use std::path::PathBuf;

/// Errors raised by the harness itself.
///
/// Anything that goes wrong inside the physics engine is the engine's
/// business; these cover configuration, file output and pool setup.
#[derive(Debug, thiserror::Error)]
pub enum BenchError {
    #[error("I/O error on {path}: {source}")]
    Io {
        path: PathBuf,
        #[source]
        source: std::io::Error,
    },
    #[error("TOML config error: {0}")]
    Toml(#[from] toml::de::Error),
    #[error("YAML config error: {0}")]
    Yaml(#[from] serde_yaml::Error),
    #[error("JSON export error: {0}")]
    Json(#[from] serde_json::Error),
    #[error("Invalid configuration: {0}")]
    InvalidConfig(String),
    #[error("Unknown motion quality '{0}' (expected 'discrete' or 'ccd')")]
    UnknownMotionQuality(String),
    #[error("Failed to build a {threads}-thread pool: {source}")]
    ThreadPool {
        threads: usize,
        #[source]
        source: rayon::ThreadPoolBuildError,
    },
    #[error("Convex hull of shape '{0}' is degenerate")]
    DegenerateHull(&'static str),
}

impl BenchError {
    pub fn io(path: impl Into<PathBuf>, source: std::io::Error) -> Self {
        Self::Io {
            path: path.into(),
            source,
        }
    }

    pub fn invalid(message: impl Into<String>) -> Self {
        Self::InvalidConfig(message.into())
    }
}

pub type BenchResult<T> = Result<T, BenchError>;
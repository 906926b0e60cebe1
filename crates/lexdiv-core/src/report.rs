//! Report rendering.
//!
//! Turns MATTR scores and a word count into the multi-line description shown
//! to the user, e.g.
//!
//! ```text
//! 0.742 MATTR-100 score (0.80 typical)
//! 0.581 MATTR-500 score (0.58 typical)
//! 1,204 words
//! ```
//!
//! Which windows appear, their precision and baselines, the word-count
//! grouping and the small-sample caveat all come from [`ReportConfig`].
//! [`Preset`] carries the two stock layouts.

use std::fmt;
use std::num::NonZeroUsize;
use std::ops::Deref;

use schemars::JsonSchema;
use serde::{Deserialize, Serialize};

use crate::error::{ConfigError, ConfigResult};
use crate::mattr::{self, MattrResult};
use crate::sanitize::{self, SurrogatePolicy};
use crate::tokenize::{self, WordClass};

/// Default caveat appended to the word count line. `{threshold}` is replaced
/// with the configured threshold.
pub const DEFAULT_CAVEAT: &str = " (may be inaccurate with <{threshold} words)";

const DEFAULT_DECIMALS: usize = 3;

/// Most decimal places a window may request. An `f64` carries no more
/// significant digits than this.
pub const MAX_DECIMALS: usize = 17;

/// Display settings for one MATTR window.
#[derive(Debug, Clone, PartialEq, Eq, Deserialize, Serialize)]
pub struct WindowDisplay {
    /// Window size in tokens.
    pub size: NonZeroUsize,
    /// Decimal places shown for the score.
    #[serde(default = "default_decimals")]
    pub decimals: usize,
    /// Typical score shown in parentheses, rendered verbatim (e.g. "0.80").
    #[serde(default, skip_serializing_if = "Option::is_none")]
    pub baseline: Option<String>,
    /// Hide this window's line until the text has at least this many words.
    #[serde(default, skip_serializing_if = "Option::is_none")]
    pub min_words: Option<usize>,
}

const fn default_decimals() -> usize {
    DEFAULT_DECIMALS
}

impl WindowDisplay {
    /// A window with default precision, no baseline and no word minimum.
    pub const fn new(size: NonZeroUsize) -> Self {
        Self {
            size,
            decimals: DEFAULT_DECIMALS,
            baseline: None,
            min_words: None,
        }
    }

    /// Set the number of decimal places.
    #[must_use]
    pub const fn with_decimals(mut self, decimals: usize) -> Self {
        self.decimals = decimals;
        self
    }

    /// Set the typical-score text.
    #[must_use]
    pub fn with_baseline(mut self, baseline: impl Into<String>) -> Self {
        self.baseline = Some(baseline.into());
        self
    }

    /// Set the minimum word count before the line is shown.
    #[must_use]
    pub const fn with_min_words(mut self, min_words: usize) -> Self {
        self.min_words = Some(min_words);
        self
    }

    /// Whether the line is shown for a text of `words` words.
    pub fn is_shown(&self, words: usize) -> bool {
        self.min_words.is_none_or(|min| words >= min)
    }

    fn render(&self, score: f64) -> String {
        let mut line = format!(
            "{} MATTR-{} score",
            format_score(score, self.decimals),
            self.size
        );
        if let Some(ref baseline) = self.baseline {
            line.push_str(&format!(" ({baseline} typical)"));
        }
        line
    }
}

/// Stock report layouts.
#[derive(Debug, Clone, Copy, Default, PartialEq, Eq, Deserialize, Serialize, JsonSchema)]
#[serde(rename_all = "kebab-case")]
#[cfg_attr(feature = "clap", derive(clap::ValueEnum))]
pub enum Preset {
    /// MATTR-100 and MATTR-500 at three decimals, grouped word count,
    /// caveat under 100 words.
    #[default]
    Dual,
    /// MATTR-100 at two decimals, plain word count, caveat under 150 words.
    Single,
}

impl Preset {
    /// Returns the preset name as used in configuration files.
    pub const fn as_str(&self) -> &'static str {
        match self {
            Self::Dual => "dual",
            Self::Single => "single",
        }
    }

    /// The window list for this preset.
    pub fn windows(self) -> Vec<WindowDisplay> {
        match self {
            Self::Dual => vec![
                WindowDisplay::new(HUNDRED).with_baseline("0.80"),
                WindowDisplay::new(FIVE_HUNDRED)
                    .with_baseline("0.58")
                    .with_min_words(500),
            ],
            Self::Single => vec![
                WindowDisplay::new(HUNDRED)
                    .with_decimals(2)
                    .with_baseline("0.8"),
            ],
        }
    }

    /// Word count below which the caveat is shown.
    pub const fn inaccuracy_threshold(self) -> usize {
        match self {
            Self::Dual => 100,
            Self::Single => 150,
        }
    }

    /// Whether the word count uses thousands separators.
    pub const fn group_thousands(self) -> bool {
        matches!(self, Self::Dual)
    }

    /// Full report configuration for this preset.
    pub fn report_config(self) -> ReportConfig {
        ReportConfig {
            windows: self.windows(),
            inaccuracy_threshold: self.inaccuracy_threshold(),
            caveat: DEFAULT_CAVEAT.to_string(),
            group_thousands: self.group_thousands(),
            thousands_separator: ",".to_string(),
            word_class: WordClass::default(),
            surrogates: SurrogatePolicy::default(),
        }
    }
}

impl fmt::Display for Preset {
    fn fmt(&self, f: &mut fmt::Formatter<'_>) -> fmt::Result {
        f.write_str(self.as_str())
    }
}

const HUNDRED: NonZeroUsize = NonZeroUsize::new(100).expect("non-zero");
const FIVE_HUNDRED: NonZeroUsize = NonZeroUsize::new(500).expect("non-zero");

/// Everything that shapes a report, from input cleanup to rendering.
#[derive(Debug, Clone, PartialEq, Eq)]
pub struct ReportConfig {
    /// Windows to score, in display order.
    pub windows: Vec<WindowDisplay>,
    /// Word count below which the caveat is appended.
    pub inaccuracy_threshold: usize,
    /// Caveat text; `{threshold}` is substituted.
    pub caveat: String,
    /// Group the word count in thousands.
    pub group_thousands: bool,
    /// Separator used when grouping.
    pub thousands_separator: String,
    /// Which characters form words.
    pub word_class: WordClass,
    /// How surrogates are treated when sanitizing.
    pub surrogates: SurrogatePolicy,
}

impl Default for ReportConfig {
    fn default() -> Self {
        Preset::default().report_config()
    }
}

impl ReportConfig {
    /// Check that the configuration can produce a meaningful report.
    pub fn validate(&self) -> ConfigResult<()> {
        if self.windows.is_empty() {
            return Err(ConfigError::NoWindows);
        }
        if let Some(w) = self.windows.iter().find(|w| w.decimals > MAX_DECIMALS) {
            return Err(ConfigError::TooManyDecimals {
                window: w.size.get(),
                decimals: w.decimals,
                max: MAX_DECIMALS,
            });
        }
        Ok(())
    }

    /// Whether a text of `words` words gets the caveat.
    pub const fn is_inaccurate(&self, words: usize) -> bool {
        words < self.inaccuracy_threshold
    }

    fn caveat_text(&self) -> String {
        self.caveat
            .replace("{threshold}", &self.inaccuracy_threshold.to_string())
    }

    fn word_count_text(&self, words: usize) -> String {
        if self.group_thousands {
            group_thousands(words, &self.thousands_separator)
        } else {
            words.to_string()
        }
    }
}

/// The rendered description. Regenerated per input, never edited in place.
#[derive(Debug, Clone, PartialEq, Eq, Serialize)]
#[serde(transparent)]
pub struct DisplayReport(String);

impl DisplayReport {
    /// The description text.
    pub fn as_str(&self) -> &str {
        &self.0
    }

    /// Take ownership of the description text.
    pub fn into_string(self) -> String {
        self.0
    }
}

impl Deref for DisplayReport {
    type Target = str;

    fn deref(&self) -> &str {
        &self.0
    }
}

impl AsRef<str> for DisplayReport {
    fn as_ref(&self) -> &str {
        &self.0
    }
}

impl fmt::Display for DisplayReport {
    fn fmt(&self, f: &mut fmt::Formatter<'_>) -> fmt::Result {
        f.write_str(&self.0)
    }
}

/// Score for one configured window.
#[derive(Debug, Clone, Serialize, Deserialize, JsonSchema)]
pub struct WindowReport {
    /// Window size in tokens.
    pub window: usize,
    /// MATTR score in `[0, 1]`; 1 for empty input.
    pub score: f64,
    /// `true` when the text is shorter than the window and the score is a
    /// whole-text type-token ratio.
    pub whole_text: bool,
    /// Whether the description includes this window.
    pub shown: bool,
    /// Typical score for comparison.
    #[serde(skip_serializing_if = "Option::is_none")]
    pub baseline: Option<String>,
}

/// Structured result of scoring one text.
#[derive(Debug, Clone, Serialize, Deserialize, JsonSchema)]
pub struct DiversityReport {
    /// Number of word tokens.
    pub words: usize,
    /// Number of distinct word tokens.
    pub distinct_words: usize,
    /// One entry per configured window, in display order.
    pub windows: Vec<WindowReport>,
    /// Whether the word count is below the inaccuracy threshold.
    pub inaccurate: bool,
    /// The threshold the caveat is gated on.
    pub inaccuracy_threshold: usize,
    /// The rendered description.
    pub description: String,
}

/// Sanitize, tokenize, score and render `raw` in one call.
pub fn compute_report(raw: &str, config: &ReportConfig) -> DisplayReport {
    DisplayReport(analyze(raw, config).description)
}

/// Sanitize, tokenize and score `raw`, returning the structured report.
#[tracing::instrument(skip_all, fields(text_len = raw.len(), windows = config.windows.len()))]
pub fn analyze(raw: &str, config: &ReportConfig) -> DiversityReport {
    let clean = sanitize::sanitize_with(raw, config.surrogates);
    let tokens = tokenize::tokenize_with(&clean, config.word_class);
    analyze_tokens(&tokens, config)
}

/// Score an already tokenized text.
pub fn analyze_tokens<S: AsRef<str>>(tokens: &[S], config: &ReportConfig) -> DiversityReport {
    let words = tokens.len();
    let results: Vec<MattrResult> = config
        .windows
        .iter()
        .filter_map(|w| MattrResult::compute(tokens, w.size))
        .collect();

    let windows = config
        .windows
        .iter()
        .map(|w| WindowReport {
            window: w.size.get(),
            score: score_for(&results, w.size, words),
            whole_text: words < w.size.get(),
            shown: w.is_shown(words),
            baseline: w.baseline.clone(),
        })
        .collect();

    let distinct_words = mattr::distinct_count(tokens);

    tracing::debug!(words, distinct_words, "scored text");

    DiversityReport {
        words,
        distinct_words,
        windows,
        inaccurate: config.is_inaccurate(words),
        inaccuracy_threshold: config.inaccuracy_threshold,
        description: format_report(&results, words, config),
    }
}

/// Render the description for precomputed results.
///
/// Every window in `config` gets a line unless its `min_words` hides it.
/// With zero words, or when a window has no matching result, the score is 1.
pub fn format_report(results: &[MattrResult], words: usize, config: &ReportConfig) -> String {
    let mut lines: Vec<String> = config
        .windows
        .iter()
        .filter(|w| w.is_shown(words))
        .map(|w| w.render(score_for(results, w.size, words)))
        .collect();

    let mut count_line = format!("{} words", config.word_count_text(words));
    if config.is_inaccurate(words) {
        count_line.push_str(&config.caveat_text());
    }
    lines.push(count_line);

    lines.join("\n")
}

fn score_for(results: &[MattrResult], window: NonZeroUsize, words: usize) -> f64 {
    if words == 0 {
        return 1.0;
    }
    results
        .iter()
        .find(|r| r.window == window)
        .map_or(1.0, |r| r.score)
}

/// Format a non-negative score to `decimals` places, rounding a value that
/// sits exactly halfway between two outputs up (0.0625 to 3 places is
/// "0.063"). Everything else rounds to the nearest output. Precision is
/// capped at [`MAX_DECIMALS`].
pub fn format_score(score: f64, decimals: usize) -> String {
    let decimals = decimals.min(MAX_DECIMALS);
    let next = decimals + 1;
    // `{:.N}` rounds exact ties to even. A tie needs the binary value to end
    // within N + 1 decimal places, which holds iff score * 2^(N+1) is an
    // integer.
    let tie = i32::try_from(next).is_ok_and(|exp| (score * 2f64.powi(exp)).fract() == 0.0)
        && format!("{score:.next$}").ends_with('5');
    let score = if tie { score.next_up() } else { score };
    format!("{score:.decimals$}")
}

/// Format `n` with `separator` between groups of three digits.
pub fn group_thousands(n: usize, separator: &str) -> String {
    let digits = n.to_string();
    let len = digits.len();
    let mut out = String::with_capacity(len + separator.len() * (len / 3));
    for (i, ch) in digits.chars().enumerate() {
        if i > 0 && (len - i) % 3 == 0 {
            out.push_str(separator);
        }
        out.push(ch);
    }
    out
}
═══
ACTION ITEM: What lines above hold the word "static"? Pull each one out.

SOLVED EXERCISE:
    DegenerateHull(&'static str),
    pub const fn as_str(&self) -> &'static str {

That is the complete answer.